[Task to complete] The expected output is every line below, reproduced exactly.

Saved entries:
+ + + + +

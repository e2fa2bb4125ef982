//! Decklist and card database loaders
//!
//! Parsers for MTGO-style decklist text, the canonical text writer, and the
//! card database with its stale-while-revalidate cache

pub mod cache;
pub mod canonical;
pub mod database;
pub mod decklist;
pub mod source;

pub use cache::{CacheStatus, DatabaseCache, LoadedDatabase};
pub use canonical::raw_deck_to_deck_list_string;
pub use database::CardDatabase;
pub use decklist::{parse_deck_list, parse_line, DeckListLoader};
pub use source::{CardDataSource, CardStore, DiskStore, DownloadProgress, FileSource};
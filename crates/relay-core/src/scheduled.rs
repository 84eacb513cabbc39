//! Factory functions for recurring scheduled messages.
//!
//! A factory renders a named announcement into outbox content for a
//! configured channel; the caller enqueues the result like any other
//! notification and the drainer delivers it with the next batch.

use crate::store::{DiscordMessage, MessageStore, StoreError};
use crate::DiscordChannel;

/// Known factory names, in registry order.
pub const FACTORY_NAMES: &[&str] = &["standup"];

/// Render the weekly standup prompt.
fn standup_message(board_role_id: &str) -> String {
    format!(
        "## Happy Monday <@&{board_role_id}>!\n\n\
         Let's keep everyone in the loop :)\n\n\
         (1) What you worked on last week\n\
         (2) What are you planning to work on this week\n\
         (3) Are there any blockers or where could you use some help?"
    )
}

/// Errors from scheduled message creation.
#[derive(Debug, thiserror::Error)]
pub enum ScheduledMessageError {
    #[error("Unknown scheduled message factory: {name}")]
    UnknownFactory { name: String },

    #[error(transparent)]
    Store(#[from] StoreError),
}

/// Build and enqueue the scheduled message for `name`.
///
/// # Errors
///
/// [`ScheduledMessageError::UnknownFactory`] for names outside
/// [`FACTORY_NAMES`].
pub async fn enqueue_scheduled_message(
    store: &dyn MessageStore,
    name: &str,
    channel: &DiscordChannel,
    board_role_id: &str,
) -> Result<DiscordMessage, ScheduledMessageError> {
    let content = match name {
        "standup" => standup_message(board_role_id),
        other => {
            return Err(ScheduledMessageError::UnknownFactory {
                name: other.to_string(),
            })
        }
    };

    Ok(store.enqueue(channel, content).await?)
}

#[cfg(test)]
#[path = "scheduled_tests.rs"]
mod tests;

+ + + + +

[Result of this task]
repository e2fa2bb4125ef982
//! Decklist and card database loaders
//!
//! Parsers for MTGO-style decklist text, the canonical text writer, and the
//! card database with its stale-while-revalidate cache

pub mod cache;
pub mod canonical;
pub mod database;
pub mod decklist;
pub mod source;

pub use cache::{CacheStatus, DatabaseCache, LoadedDatabase};
pub use canonical::raw_deck_to_deck_list_string;
pub use database::CardDatabase;
pub use decklist::{parse_deck_list, parse_line, DeckListLoader};
pub use source::{CardDataSource, CardStore, DiskStore, DownloadProgress, FileSource};
filename crates/relay-core/src/scheduled.rs
repository 84eacb513cabbc39
//! Factory functions for recurring scheduled messages.
//!
//! A factory renders a named announcement into outbox content for a
//! configured channel; the caller enqueues the result like any other
//! notification and the drainer delivers it with the next batch.

use crate::store::{DiscordMessage, MessageStore, StoreError};
use crate::DiscordChannel;

/// Known factory names, in registry order.
pub const FACTORY_NAMES: &[&str] = &["standup"];

/// Render the weekly standup prompt.
fn standup_message(board_role_id: &str) -> String {
    format!(
        "## Happy Monday <@&{board_role_id}>!\n\n\
         Let's keep everyone in the loop :)\n\n\
         (1) What you worked on last week\n\
         (2) What are you planning to work on this week\n\
         (3) Are there any blockers or where could you use some help?"
    )
}

/// Errors from scheduled message creation.
#[derive(Debug, thiserror::Error)]
pub enum ScheduledMessageError {
    #[error("Unknown scheduled message factory: {name}")]
    UnknownFactory { name: String },

    #[error(transparent)]
    Store(#[from] StoreError),
}

/// Build and enqueue the scheduled message for `name`.
///
/// # Errors
///
/// [`ScheduledMessageError::UnknownFactory`] for names outside
/// [`FACTORY_NAMES`].
pub async fn enqueue_scheduled_message(
    store: &dyn MessageStore,
    name: &str,
    channel: &DiscordChannel,
    board_role_id: &str,
) -> Result<DiscordMessage, ScheduledMessageError> {
    let content = match name {
        "standup" => standup_message(board_role_id),
        other => {
            return Err(ScheduledMessageError::UnknownFactory {
                name: other.to_string(),
            })
        }
    };

    Ok(store.enqueue(channel, content).await?)
}

#[cfg(test)]
#[path = "scheduled_tests.rs"]
mod tests;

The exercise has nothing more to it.